The third gathering of the Health Innovation Think Tank brought together a diverse group of leaders, innovators and policymakers to identify best practices that can move the industry toward key clinical models associated with value-based care, connected health and virtual care. This unique meeting of the minds took place during HIMSS18 in Las Vegas and was co-hosted by Lenovo Health, Justin Barnes Advisors, University of Pittsburgh Medical Center/Critical Care Medicine (UPMC/CCM), Inventiv Health and HIMSS Media.
“In the healthcare industry, we tend to work in silos but we don’t often sit down as a large community and build innovative strategies together. That’s what this Think Tank is all about,” said Justin Barnes, Director of Justin Barnes Advisors, who moderated the program, as a variety of industry “catalysts” sparked discussion with the event’s participants.
Here’s what these leaders had to say:
On the challenges associated with the move to value-based care: “Even though we talk about being in a value-based care environment, we are living in fee-for-service. But the storm is coming,” said Leigh Thomas Williams, Administrator, Business Systems, Health Information & Technology, University of Virginia Health System. She pointed out that while organizations need to set their sights on improving outcomes to succeed under emerging value-based models, they still need to focus on “catching fish” by concentrating on “getting claims out the door to succeed under the fee-for-service model.”

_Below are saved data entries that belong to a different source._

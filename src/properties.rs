use glam::Vec2;

use crate::consts::{
    ARENA_HALF_EXTENT, BODY_COLOR, CIRCLE_SEGMENTS, DAMPING, GRAVITY, VELOCITY_THRESHOLD,
};

/// When gravity is added to a body's vertical velocity.
#[derive(Clone, Copy, Debug, Default, PartialEq, Eq)]
pub enum GravityMode {
    /// Only while the lower edge is above the floor, so a resting body stays at rest
    #[default]
    Airborne,
    /// Every step, the floor bounce cancels it again
    Always,
}

/// A circular body inside the arena.
#[derive(Clone, Debug, PartialEq)]
pub struct Body {
    pub position: Vec2,
    pub velocity: Vec2,
    pub radius: f32,
    pub color: [f32; 3],
    pub gravity: f32,
    pub damping: f32,
    pub velocity_threshold: f32,
    pub gravity_mode: GravityMode,
    /// Number of segments used to approximate the circle
    pub segments: usize,
}

impl Body {
    /// `radius` has to be smaller than the arena half extent for the body to fit.
    pub fn new(position: Vec2, velocity: Vec2, radius: f32) -> Self {
        debug_assert!(radius > 0.0 && radius < ARENA_HALF_EXTENT);
        Self {
            position,
            velocity,
            radius,
            color: BODY_COLOR,
            gravity: GRAVITY,
            damping: DAMPING,
            velocity_threshold: VELOCITY_THRESHOLD,
            gravity_mode: GravityMode::default(),
            segments: CIRCLE_SEGMENTS,
        }
    }

    pub fn with_color(mut self, color: [f32; 3]) -> Self {
        self.color = color;
        self
    }

    /// Acceleration along y, negative pulls down
    pub fn with_gravity(mut self, gravity: f32) -> Self {
        self.gravity = gravity;
        self
    }

    /// Velocity multiplier on wall contact, should be in `(0, 1)`
    pub fn with_damping(mut self, damping: f32) -> Self {
        self.damping = damping;
        self
    }

    pub fn with_velocity_threshold(mut self, velocity_threshold: f32) -> Self {
        self.velocity_threshold = velocity_threshold;
        self
    }

    pub fn with_gravity_mode(mut self, gravity_mode: GravityMode) -> Self {
        self.gravity_mode = gravity_mode;
        self
    }

    pub fn with_segments(mut self, segments: usize) -> Self {
        self.segments = segments;
        self
    }

    /// Advances the body by `dt` seconds (explicit euler) and resolves wall contacts.
    /// A large `dt` can carry the body far past a wall; it is clamped back inside but
    /// the bounce happens late.
    pub fn integrate(&mut self, dt: f32) {
        if self.gravity_mode == GravityMode::Always || self.is_airborne() {
            self.velocity.y += self.gravity * dt;
        }

        self.position += self.velocity * dt;

        self.resolve_wall_collisions();
    }

    /// Lower edge strictly above the floor.
    pub fn is_airborne(&self) -> bool {
        // Same expression as the floor clamp so a resting body compares equal.
        self.position.y > -ARENA_HALF_EXTENT + self.radius
    }

    /// Strictly inside the circle.
    pub fn contains(&self, point: Vec2) -> bool {
        self.position.distance_squared(point) < self.radius * self.radius
    }

    /// Segment from the center to the rim in the direction of travel.
    /// Points along +x while the body is at rest.
    pub fn heading_indicator(&self) -> (Vec2, Vec2) {
        let direction = self.velocity.normalize_or(Vec2::X);
        (self.position, self.position + direction * self.radius)
    }

    fn resolve_wall_collisions(&mut self) {
        let min = -ARENA_HALF_EXTENT + self.radius;
        let max = ARENA_HALF_EXTENT - self.radius;

        // Left or right wall
        if self.position.x >= max || self.position.x <= min {
            self.velocity.x *= -self.damping;
            self.position.x = self.position.x.clamp(min, max);
            self.snap_x();
        }

        if self.position.y <= min {
            // Floor, the horizontal part decays without reflecting
            self.velocity.y *= -self.damping;
            self.position.y = min;
            self.velocity.x *= self.damping;
            self.snap_y();
            self.snap_x();
        } else if self.position.y >= max {
            // Ceiling
            self.velocity.y *= -self.damping;
            self.position.y = max;
            self.snap_y();
        }
    }

    fn snap_x(&mut self) {
        if self.velocity.x.abs() < self.velocity_threshold {
            self.velocity.x = 0.0;
        }
    }

    fn snap_y(&mut self) {
        if self.velocity.y.abs() < self.velocity_threshold {
            self.velocity.y = 0.0;
        }
    }
}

Hank Fanberg, Technology Advocacy at CHRISTUS Health, agrees that financial incentives need to more directly support the move to value-based care. “To me that's the conundrum. We have all this technical capability. We have the ability to be in touch with people 24/7, but we need to figure out how to make that financially viable for the providers as well,” he said.

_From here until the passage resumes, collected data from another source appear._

use std::f32::consts::PI;

use glam::Vec2;

use super::Vertex;

/// Triangle fan of a circle around the local origin.
/// The first vertex is the center, the last one repeats the first rim vertex to close the fan.
pub fn circle_fan(r: f32, segments: usize) -> Vec<Vertex> {
    let mut shape = Vec::with_capacity(segments + 2);
    let a = 2.0 * PI / segments as f32;

    shape.push(Vertex {
        position: [0.0, 0.0],
    });

    for i in 0..=segments {
        let i = i as f32;
        shape.push(Vertex {
            position: [r * f32::cos(a * i), r * f32::sin(a * i)],
        });
    }

    shape
}

pub fn line(p1: Vec2, p2: Vec2) -> Vec<Vertex> {
    vec![
        Vertex {
            position: p1.to_array(),
        },
        Vertex {
            position: p2.to_array(),
        },
    ]
}

#[cfg(test)]
mod test {
    use super::*;

    const EPSILON: f32 = 1e-5;

    #[test]
    fn test_circle_fan() {
        let segments = 25;
        let r = 0.15;
        let fan = circle_fan(r, segments);

        assert_eq!(fan.len(), segments + 2);
        assert_eq!(fan[0].position, [0.0, 0.0]);
        assert_eq!(fan[1].position, [r, 0.0]);

        // Closed
        let first = fan[1].position;
        let last = fan[segments + 1].position;
        assert!((first[0] - last[0]).abs() < EPSILON);
        assert!((first[1] - last[1]).abs() < EPSILON);

        for v in &fan[1..] {
            let len = Vec2::from(v.position).length();
            assert!((len - r).abs() < EPSILON);
        }

        // Quarter turn
        let quarter = circle_fan(1.0, 4);
        assert!((quarter[2].position[0]).abs() < EPSILON);
        assert!((quarter[2].position[1] - 1.0).abs() < EPSILON);
    }

    #[test]
    fn test_line() {
        let l = line(Vec2::new(0.1, 0.2), Vec2::new(-0.3, 0.4));
        assert_eq!(l.len(), 2);
        assert_eq!(l[0].position, [0.1, 0.2]);
        assert_eq!(l[1].position, [-0.3, 0.4]);
    }
}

On the usefulness of connected health: The power of connected health is being demonstrated at UPMC, according to Rasu Shrestha, MD, Chief Innovation Officer at UPMC and Executive Vice President at UPMC Enterprises. He pointed to the fact that his organization is providing patients with “devices, apps and access to portals” so they can enter data and stay in continual communication with care teams. This allows the healthcare organization to monitor patients and intervene before they “fall off the guard rails and end up back in the emergency department,” which is what typically happens with chronically ill patients, Shrestha noted.
On the importance of viewing virtual care strategically: As healthcare organizations move toward using virtual care technologies such as telehealth, however, leaders must define specific value-based care, access or quality goals for “stakeholders to be aligned,” said Sylvan Waller, MD, Principal at Waller MD. In addition, virtual care “can’t be a standalone technology. It really needs to be integrated into everything that an organization does and thought of as part of the overall fabric of care,” Waller said.
Discussion on these topics – and more – will continue at the Think Tank’s next meeting, which will be held later this year at a yet-to-be determined date and location.